Zurzeit werden die Funde aus der Grabung gereinigt, beschriftet und magazingerecht verpackt. Außerdem wird die während der Grabung angefertigte Dokumentation in Form von Fotos, Zeichnungen und Vermessungsplänen sowie den Befundbeschreibungen und den Grabungstagebüchern aufgearbeitet und ein Abschlussbericht angefertigt. Anschließend gehen Dokumentation und Abschlussbericht an das Niedersächsische Landesamt für Denkmalpfleg und werden gegebenenfalls einer wissenschaftlichen Auswertung z.
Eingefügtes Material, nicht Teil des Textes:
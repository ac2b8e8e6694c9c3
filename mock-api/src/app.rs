use std::fmt::Display;
use std::sync::Arc;

use anyhow::Result;
use axum::extract::{FromRef, State};
use axum::response::Response;
use axum::routing::{get, patch, post};
use axum::Router;
use common_auth::{AuthGate, TokenCodec};
use common_http_errors::{success, ApiError, ApiResult, Success};
use tower_http::cors::CorsLayer;
use tracing::error;

use crate::article_handlers::{create_article, delete_article, list_articles, update_article};
use crate::articles::ArticleRepository;
use crate::config::ServerConfig;
use crate::credentials::CredentialVerifier;
use crate::metrics::AuthMetrics;
use crate::user_handlers::{login_user, refresh_access_token};

#[derive(Clone)]
pub struct AppState {
    pub config: Arc<ServerConfig>,
    pub codec: TokenCodec,
    pub gate: Arc<AuthGate>,
    pub credentials: CredentialVerifier,
    pub articles: ArticleRepository,
    pub metrics: Arc<AuthMetrics>,
}

impl FromRef<AppState> for Arc<AuthGate> {
    fn from_ref(state: &AppState) -> Self {
        state.gate.clone()
    }
}

impl AppState {
    pub fn new(
        config: ServerConfig,
        codec: TokenCodec,
        credentials: CredentialVerifier,
        articles: ArticleRepository,
    ) -> Result<Self> {
        let gate = AuthGate::new(codec.clone(), config.tokens.access.clone());
        Ok(Self {
            config: Arc::new(config),
            codec,
            gate: Arc::new(gate),
            credentials,
            articles,
            metrics: Arc::new(AuthMetrics::new()?),
        })
    }

    /// Logs an unexpected fault and turns it into a 500 envelope.
    pub fn internal_error<E: Display>(&self, context: &str, err: E) -> ApiError {
        error!(error = %err, "{context}");
        ApiError::internal(err, self.config.expose_error_detail())
    }
}

async fn health() -> Success<&'static str> {
    success("OK")
}

async fn metrics_endpoint(State(state): State<AppState>) -> ApiResult<Response> {
    state
        .metrics
        .render()
        .map_err(|err| state.internal_error("failed to render metrics", err))
}

pub fn build_router(state: AppState) -> Router {
    let api = Router::new()
        .route("/login", post(login_user))
        .route("/refresh_access_token", get(refresh_access_token))
        .route("/refresh-access-token", get(refresh_access_token))
        .route("/articles", get(list_articles).post(create_article))
        .route("/articles/:id", patch(update_article).delete(delete_article));

    let root = Router::new()
        .route("/", get(health))
        .route("/metrics", get(metrics_endpoint));

    let prefix = state.config.prefix.clone();
    let enable_cors = state.config.enable_cors;

    let routes = if prefix.is_empty() {
        root.merge(api)
    } else {
        root.nest(&prefix, api)
    };
    let app = routes.with_state(state);

    if enable_cors {
        app.layer(CorsLayer::permissive())
    } else {
        app
    }
}
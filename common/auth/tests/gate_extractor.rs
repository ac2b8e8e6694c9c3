use std::sync::atomic::{AtomicUsize, Ordering};
use std::sync::Arc;

use axum::body::Body;
use axum::extract::{FromRef, State};
use axum::http::{Request, StatusCode};
use axum::routing::get;
use axum::{Json, Router};
use common_auth::{
    Algorithm, AuthContext, AuthGate, Principal, TokenClass, TokenCodec, TokenPolicy,
};
use http_body_util::BodyExt;
use serde_json::{json, Value};
use tower::ServiceExt;

#[derive(Clone)]
struct TestState {
    gate: Arc<AuthGate>,
    hits: Arc<AtomicUsize>,
}

impl FromRef<TestState> for Arc<AuthGate> {
    fn from_ref(state: &TestState) -> Self {
        state.gate.clone()
    }
}

async fn whoami(State(state): State<TestState>, auth: AuthContext) -> Json<Principal> {
    state.hits.fetch_add(1, Ordering::SeqCst);
    Json(auth.into_principal())
}

fn access_policy(secret: &str) -> TokenPolicy {
    TokenPolicy::new(TokenClass::Access, secret, Algorithm::HS256, 60).unwrap()
}

fn app() -> (Router, Arc<AtomicUsize>) {
    let hits = Arc::new(AtomicUsize::new(0));
    let state = TestState {
        gate: Arc::new(AuthGate::new(TokenCodec::default(), access_policy("server-secret"))),
        hits: hits.clone(),
    };
    let router = Router::new().route("/whoami", get(whoami)).with_state(state);
    (router, hits)
}

fn admin() -> Principal {
    Principal {
        id: "0001".to_string(),
        username: "admin".to_string(),
        email: "admin@example.com".to_string(),
    }
}

async fn call(router: &Router, authorization: Option<&str>) -> (StatusCode, Value) {
    let mut builder = Request::builder().uri("/whoami");
    if let Some(value) = authorization {
        builder = builder.header("authorization", value);
    }
    let resp = router
        .clone()
        .oneshot(builder.body(Body::empty()).unwrap())
        .await
        .unwrap();
    let status = resp.status();
    let bytes = resp.into_body().collect().await.unwrap().to_bytes();
    (status, serde_json::from_slice(&bytes).unwrap())
}

#[tokio::test]
async fn no_header_is_rejected_before_handler() {
    let (router, hits) = app();
    let (status, body) = call(&router, None).await;
    assert_eq!(status, StatusCode::UNAUTHORIZED);
    assert_eq!(body["success"], json!(false));
    assert_eq!(body["msg"], json!("please login first"));
    assert_eq!(hits.load(Ordering::SeqCst), 0);
}

#[tokio::test]
async fn wrong_secret_token_is_rejected_before_handler() {
    let (router, hits) = app();
    let forged = TokenCodec::default()
        .issue(&admin(), &access_policy("attacker-secret"))
        .unwrap();
    let (status, body) = call(&router, Some(&format!("Bearer {forged}"))).await;
    assert_eq!(status, StatusCode::UNAUTHORIZED);
    assert_eq!(body["msg"], json!("invalid access token or token expired"));
    assert_eq!(hits.load(Ordering::SeqCst), 0);
}

#[tokio::test]
async fn valid_token_reaches_handler_with_principal() {
    let (router, hits) = app();
    let token = TokenCodec::default()
        .issue(&admin(), &access_policy("server-secret"))
        .unwrap();
    // bare token, no scheme
    let (status, body) = call(&router, Some(&token)).await;
    assert_eq!(status, StatusCode::OK);
    assert_eq!(body["email"], json!("admin@example.com"));
    assert_eq!(body["username"], json!("admin"));
    assert_eq!(hits.load(Ordering::SeqCst), 1);
}
use serde::{Deserialize, Serialize};

/// Identity carried inside every token.
#[derive(Debug, Clone, PartialEq, Eq, Serialize, Deserialize)]
pub struct Principal {
    pub id: String,
    pub username: String,
    pub email: String,
}

/// Full JWT payload: the principal plus issued-at and expiry, in seconds since
/// the Unix epoch.
#[derive(Debug, Clone, Serialize, Deserialize)]
pub(crate) struct TokenClaims {
    #[serde(flatten)]
    pub principal: Principal,
    pub iat: i64,
    pub exp: i64,
}
use std::sync::Arc;

use anyhow::Context;
use common_auth::TokenCodec;
use mock_api::articles::ArticleRepository;
use mock_api::config::load_server_config;
use mock_api::credentials::{
    CredentialStore, CredentialVerifier, InMemoryCredentialStore, PgCredentialStore,
};
use mock_api::{build_router, AppState};
use sqlx::postgres::PgPoolOptions;
use tokio::net::TcpListener;
use tracing::info;
use tracing_subscriber::EnvFilter;

#[tokio::main]
async fn main() -> anyhow::Result<()> {
    tracing_subscriber::fmt()
        .with_env_filter(EnvFilter::try_from_default_env().unwrap_or_else(|_| EnvFilter::new("info")))
        .init();

    let config = load_server_config().context("Failed to load configuration")?;

    let store: Arc<dyn CredentialStore> = match &config.database_url {
        Some(url) => {
            let pool = PgPoolOptions::new()
                .max_connections(5)
                .connect(url)
                .await
                .context("Failed to connect to DATABASE_URL")?;
            let store = PgCredentialStore::new(pool);
            store.migrate().await.context("Failed to apply users migration")?;
            info!("using postgres credential store");
            Arc::new(store)
        }
        None => {
            info!("DATABASE_URL not set; using in-memory credential store");
            Arc::new(InMemoryCredentialStore::new())
        }
    };

    let credentials = CredentialVerifier::new(store)?;
    credentials
        .seed_default_admin()
        .await
        .context("Failed to seed default admin account")?;

    let addr = config.socket_addr();
    info!(
        %addr,
        prefix = %config.prefix,
        environment = config.environment.as_str(),
        access_ttl_seconds = config.tokens.access.ttl_seconds(),
        refresh_ttl_seconds = config.tokens.refresh.ttl_seconds(),
        "starting mock-api"
    );

    let state = AppState::new(
        config,
        TokenCodec::default(),
        credentials,
        ArticleRepository::seeded(),
    )?;
    let app = build_router(state);

    let listener = TcpListener::bind(addr).await?;
    info!("server started on: http://{addr}");
    axum::serve(listener, app).await?;

    Ok(())
}
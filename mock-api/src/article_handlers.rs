use std::collections::HashMap;

use axum::extract::rejection::JsonRejection;
use axum::extract::{Path, Query, State};
use axum::Json;
use common_auth::AuthContext;
use common_http_errors::{success, ApiError, ApiResult, Success};
use serde_json::{json, Value};
use tracing::info;

use crate::articles::{Article, ArticlePage, ArticlePatch, NewArticle, Pagination};
use crate::AppState;

pub async fn list_articles(
    State(state): State<AppState>,
    _auth: AuthContext,
    Query(params): Query<HashMap<String, String>>,
) -> Success<ArticlePage> {
    let pagination = Pagination::from_query(
        params.get("page").map(String::as_str),
        params.get("limit").map(String::as_str),
    );
    success(state.articles.list(pagination).await)
}

pub async fn create_article(
    State(state): State<AppState>,
    auth: AuthContext,
    payload: Result<Json<NewArticle>, JsonRejection>,
) -> ApiResult<Success<Article>> {
    let Json(new_article) = payload
        .map_err(|_| ApiError::validation("invalid_article", "title, author and content are required"))?;
    if new_article.title.trim().is_empty() {
        return Err(ApiError::validation("invalid_article", "title must not be empty"));
    }

    let article = state.articles.create(new_article).await;
    info!(article_id = %article.id, user_id = %auth.principal.id, "article created");
    Ok(success(article))
}

pub async fn update_article(
    State(state): State<AppState>,
    _auth: AuthContext,
    Path(id): Path<String>,
    payload: Result<Json<ArticlePatch>, JsonRejection>,
) -> ApiResult<Success<Option<Article>>> {
    let Json(patch) = payload
        .map_err(|_| ApiError::validation("invalid_article", "invalid article payload"))?;
    Ok(success(state.articles.update(&id, patch).await))
}

pub async fn delete_article(
    State(state): State<AppState>,
    auth: AuthContext,
    Path(id): Path<String>,
) -> Success<Value> {
    if state.articles.delete(&id).await {
        info!(article_id = %id, user_id = %auth.principal.id, "article deleted");
    }
    success(json!({ "id": id }))
}
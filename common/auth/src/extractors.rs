use std::sync::Arc;

use async_trait::async_trait;
use axum::extract::{FromRef, FromRequestParts};
use axum::http::{header::AUTHORIZATION, request::Parts, HeaderMap};
use tracing::debug;

use crate::claims::Principal;
use crate::codec::TokenCodec;
use crate::config::TokenPolicy;
use crate::error::{AuthError, AuthResult, TokenRejection};

/// Checks the `Authorization` header of a request against the access policy.
#[derive(Clone)]
pub struct AuthGate {
    codec: TokenCodec,
    access: TokenPolicy,
}

impl AuthGate {
    pub fn new(codec: TokenCodec, access: TokenPolicy) -> Self {
        Self { codec, access }
    }

    pub fn check(&self, headers: &HeaderMap) -> AuthResult<AuthContext> {
        let Some(value) = headers.get(AUTHORIZATION) else {
            return Err(AuthError::MissingAuthorization);
        };
        if value.as_bytes().iter().all(u8::is_ascii_whitespace) {
            return Err(AuthError::MissingAuthorization);
        }

        let token = value
            .to_str()
            .map(extract_token)
            .map_err(|_| AuthError::InvalidAccessToken(TokenRejection::Malformed))?;

        match self.codec.verify(token, &self.access) {
            Ok(principal) => Ok(AuthContext {
                principal,
                token: token.to_owned(),
            }),
            Err(rejection) => {
                if rejection == TokenRejection::Expired {
                    let subject = self
                        .codec
                        .decode_unchecked(token, &self.access)
                        .map(|principal| principal.id);
                    debug!(?rejection, ?subject, "access token rejected");
                } else {
                    debug!(?rejection, "access token rejected");
                }
                Err(AuthError::InvalidAccessToken(rejection))
            }
        }
    }
}

/// The verified caller of a protected route.
#[derive(Debug, Clone)]
pub struct AuthContext {
    pub principal: Principal,
    pub token: String,
}

impl AuthContext {
    pub fn into_principal(self) -> Principal {
        self.principal
    }
}

#[async_trait]
impl<S> FromRequestParts<S> for AuthContext
where
    Arc<AuthGate>: FromRef<S>,
    S: Send + Sync,
{
    type Rejection = AuthError;

    async fn from_request_parts(parts: &mut Parts, state: &S) -> Result<Self, Self::Rejection> {
        let gate = Arc::<AuthGate>::from_ref(state);
        gate.check(&parts.headers)
    }
}

/// Clients send either `Bearer <token>` or the bare token.
fn extract_token(raw: &str) -> &str {
    let raw = raw.trim();
    match raw.split_once(' ') {
        Some((scheme, rest)) if scheme.eq_ignore_ascii_case("bearer") => rest.trim(),
        _ => raw,
    }
}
B. im Rahmen einer Bachelor- oder Masterarbeit angeboten, bevor sie endgültig an das Niedersächsische Landesmuseum Hannover übergeben werden. Durch die notwendig gewordenen Ausgrabungen ist das neue Gewerbegebiet sozusagen nebenbei ein Glückfall für die Archäologie und Geschichtsforschung geworden. Denn ohne die wegen der Bebauung geforderten Erkundungen, wären die gefundenen Artefakte dem weiteren Verfall ausgeliefert geblieben.